Innocent Kagbara : Merci pour l’occasion que vous nous offrez de nous exprimer sur un sujet crucial. Nous avons dit que nous devons reprendre une vie normale ; maintenant est-ce qu’il fallait rouvrir les écoles, je dirai oui, il fallait même rouvrir plus tôt. Il suffisait de prendre les dispositions pour permettre aux gens de respecter les mesures barrières et les activités pédagogiques auraient pu reprendre depuis une semaine ou deux. Maintenant le plus important est de savoir au niveau des écoles, est-ce que le réouverture a été bien préparée, est-ce qu’il y a eu une pédagogie pour que les gens comprennent ce qu’on attend d’eux ?

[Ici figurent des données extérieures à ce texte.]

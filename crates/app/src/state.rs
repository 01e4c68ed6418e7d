use std::sync::Arc;

use crate::config::AppConfig;
use threadboard_core::BoardService;
use threadboard_infra::auth::JwtAuthority;
use threadboard_infra::db::DbPool;
use threadboard_infra::BoardBackend;

#[derive(Clone)]
pub struct AppState {
    pub config: Arc<AppConfig>,
    pub board: Arc<BoardService<BoardBackend>>,
    pub auth: Option<Arc<JwtAuthority>>,
    pub db: Option<DbPool>,
}
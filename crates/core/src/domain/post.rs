use std::fmt;

use chrono::{DateTime, Utc};
use serde::{Deserialize, Serialize};

use crate::types::NonBlank;

#[derive(Debug, Clone, Copy, PartialEq, Eq, PartialOrd, Ord, Hash, Serialize, Deserialize)]
#[serde(transparent)]
pub struct PostId(i64);

impl PostId {
    pub const fn new(value: i64) -> Self {
        PostId(value)
    }

    pub const fn get(self) -> i64 {
        self.0
    }
}

impl fmt::Display for PostId {
    fn fmt(&self, f: &mut fmt::Formatter<'_>) -> fmt::Result {
        write!(f, "{}", self.0)
    }
}

#[derive(Debug, Clone, PartialEq, Eq, Serialize)]
#[serde(rename_all = "camelCase")]
pub struct Post {
    pub id: PostId,
    pub title: String,
    pub content: String,
    pub author: String,
    pub created_at: DateTime<Utc>,
    pub updated_at: DateTime<Utc>,
}

#[derive(Debug, Clone)]
pub struct NewPost {
    pub title: NonBlank,
    pub content: NonBlank,
    pub author: String,
}

/// Partial edit of a post. Absent or blank fields leave the post untouched.
#[derive(Debug, Clone, Default, Deserialize)]
pub struct PostPatch {
    #[serde(default)]
    pub title: Option<String>,
    #[serde(default)]
    pub content: Option<String>,
}

impl PostPatch {
    /// Returns true when at least one field changed.
    pub fn apply(&self, post: &mut Post) -> bool {
        let mut changed = false;
        if let Some(title) = non_blank(self.title.as_deref()) {
            if post.title != title {
                post.title = title.to_string();
                changed = true;
            }
        }
        if let Some(content) = non_blank(self.content.as_deref()) {
            if post.content != content {
                post.content = content.to_string();
                changed = true;
            }
        }
        changed
    }
}

fn non_blank(value: Option<&str>) -> Option<&str> {
    value.filter(|text| !text.trim().is_empty())
}

#[cfg(test)]
mod tests {
    use chrono::Utc;

    use super::{Post, PostId, PostPatch};

    fn post() -> Post {
        let now = Utc::now();
        Post {
            id: PostId::new(1),
            title: "T".to_string(),
            content: "C".to_string(),
            author: "alice".to_string(),
            created_at: now,
            updated_at: now,
        }
    }

    #[test]
    fn patch_ignores_blank_fields() {
        let mut post = post();
        let patch = PostPatch {
            title: Some("   ".to_string()),
            content: None,
        };
        assert!(!patch.apply(&mut post));
        assert_eq!(post.title, "T");
        assert_eq!(post.content, "C");
    }

    #[test]
    fn patch_updates_only_provided_fields() {
        let mut post = post();
        let patch = PostPatch {
            title: None,
            content: Some("new body".to_string()),
        };
        assert!(patch.apply(&mut post));
        assert_eq!(post.title, "T");
        assert_eq!(post.content, "new body");
    }

    #[test]
    fn post_serializes_camel_case() {
        let value = serde_json::to_value(post()).unwrap();
        assert_eq!(value["id"], 1);
        assert!(value.get("createdAt").is_some());
        assert!(value.get("updatedAt").is_some());
    }
}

www.liinformateur.net : le président de la commission de l’éducation que vous êtes au parlement est-il satisfait des mesures qui ont été mises en place dans les écoles, on parle de distanciation d’un mètre, de port de masque obligatoire, de lavage de mains…, est-ce que ça vous satisfait ?
Innocent Kagbara : Nous sommes pleinement satisfait. Si vous aviez lu un peu nos interventions en début de cette pandémie nous avions préconisé de ne pas confiner le pays parce qu’on avait pas les moyens de confiner le pays. Nous, nous sommes un pays sous-développé et nous n’avons pas les moyens de confiner le pays, on devait laisser les activités économiques se poursuivre tout en insistant sur les mesures barrières et en les finançant ; parce que vous pouvez dire aux gens : écoutez, mettez une distance d’un mètre entre les élèves mais est-ce qu’ils ont les moyens de financer eux-mêmes ces mesures barrières ? Dans les écoles où un système de lave-mains est installé par le gouvernement, le système de distanciation sociale est en sorte qu’une classe de 40 élèves se retrouve à 20, on nous parle même des classes de 15 élèves ; est-ce que l’école a les infrastructures, est-ce qu’il y a assez de salles de classes… pour respecter ces mesures barrières. En réalité c’est comme ça que nous devons poser la question. Nous avons appris que le gouvernement a donné des bavettes à un certain nombre d’école avec des gels, mais l’école que nous avons visitée cette après-midi il n’y avait pas un système de lave-mains, donc c’est ce que nous déplorons. Est-ce que nous avons les moyens de financer l’ensemble de ces mesures sur l’ensemble du territoire ? C’est la question que je me pose.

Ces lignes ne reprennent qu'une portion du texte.